## What is being asked
Please copy out the lines in the entries that contain "RequestOptions".

## Saved data entries
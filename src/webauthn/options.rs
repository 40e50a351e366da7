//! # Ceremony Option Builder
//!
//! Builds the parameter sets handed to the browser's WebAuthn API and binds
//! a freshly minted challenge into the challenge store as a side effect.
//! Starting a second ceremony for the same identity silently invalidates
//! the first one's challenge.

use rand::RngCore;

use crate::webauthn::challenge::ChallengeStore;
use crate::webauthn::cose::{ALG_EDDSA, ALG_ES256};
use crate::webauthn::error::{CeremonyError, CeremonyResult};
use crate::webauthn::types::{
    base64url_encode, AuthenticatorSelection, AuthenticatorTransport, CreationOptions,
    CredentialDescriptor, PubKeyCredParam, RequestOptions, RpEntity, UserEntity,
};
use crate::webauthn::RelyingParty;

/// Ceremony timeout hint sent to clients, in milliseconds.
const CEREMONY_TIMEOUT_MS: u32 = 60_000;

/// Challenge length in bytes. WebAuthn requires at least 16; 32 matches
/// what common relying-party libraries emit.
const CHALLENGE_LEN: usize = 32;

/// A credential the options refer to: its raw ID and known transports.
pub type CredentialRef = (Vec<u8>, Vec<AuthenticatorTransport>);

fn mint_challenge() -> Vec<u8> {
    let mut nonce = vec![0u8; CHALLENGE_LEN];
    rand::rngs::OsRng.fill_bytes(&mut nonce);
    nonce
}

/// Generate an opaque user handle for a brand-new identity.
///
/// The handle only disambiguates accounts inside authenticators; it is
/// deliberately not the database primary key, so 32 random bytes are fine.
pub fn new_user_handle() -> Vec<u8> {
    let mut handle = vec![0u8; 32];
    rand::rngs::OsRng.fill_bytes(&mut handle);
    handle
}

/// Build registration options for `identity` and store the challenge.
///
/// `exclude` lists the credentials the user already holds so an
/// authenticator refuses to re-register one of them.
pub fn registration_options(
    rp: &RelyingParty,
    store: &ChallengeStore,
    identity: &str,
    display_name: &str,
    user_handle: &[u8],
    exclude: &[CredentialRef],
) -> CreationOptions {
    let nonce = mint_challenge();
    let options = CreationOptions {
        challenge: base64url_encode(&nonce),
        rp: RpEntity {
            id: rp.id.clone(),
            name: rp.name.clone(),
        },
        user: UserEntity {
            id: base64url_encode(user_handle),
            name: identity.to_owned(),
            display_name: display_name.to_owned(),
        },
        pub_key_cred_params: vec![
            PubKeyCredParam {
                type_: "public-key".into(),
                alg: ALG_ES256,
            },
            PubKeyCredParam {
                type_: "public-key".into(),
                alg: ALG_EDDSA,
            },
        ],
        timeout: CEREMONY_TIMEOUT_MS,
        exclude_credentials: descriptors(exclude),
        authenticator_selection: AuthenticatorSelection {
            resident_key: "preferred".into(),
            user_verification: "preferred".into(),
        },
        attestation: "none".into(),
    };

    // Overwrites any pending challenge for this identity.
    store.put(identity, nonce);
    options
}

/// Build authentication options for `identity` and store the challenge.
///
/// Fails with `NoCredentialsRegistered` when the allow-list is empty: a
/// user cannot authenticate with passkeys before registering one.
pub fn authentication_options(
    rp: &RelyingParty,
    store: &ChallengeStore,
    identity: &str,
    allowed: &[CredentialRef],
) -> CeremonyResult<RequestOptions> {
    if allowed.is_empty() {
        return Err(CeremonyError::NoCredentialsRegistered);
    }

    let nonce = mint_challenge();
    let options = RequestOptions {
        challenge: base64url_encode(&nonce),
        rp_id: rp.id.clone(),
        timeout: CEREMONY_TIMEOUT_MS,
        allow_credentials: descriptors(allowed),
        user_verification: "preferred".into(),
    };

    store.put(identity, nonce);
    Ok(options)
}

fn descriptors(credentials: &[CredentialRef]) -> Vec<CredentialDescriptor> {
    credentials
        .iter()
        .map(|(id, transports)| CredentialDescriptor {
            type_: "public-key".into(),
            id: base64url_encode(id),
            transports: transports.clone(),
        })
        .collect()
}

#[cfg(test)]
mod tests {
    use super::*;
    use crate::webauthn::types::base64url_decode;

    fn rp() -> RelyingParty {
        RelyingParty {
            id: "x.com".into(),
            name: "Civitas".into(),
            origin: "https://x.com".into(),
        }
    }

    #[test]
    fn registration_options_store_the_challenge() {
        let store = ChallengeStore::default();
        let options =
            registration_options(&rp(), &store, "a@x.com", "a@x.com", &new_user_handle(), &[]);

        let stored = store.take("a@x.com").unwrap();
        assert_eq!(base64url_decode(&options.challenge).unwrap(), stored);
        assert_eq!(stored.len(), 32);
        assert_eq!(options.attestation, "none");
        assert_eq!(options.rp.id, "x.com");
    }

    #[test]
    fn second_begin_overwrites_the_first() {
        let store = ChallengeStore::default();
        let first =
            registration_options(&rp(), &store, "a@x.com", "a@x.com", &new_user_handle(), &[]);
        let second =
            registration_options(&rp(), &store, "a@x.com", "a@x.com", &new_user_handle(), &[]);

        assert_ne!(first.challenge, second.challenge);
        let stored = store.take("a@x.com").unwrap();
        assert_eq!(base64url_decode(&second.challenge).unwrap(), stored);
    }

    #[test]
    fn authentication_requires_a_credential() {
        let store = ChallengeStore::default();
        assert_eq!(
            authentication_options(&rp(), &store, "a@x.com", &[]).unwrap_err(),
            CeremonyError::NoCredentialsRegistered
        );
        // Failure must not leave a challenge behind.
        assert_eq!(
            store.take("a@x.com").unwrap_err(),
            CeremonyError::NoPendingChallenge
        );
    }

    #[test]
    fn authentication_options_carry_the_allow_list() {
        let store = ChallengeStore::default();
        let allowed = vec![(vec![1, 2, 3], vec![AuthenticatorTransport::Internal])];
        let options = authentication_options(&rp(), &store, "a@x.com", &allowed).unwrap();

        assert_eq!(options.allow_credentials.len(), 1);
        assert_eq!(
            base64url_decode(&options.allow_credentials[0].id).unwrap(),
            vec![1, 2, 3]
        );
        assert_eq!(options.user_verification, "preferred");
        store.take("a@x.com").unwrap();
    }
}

## Response to the task
    CredentialDescriptor, PubKeyCredParam, RequestOptions, RpEntity, UserEntity,
) -> CeremonyResult<RequestOptions> {
    let options = RequestOptions {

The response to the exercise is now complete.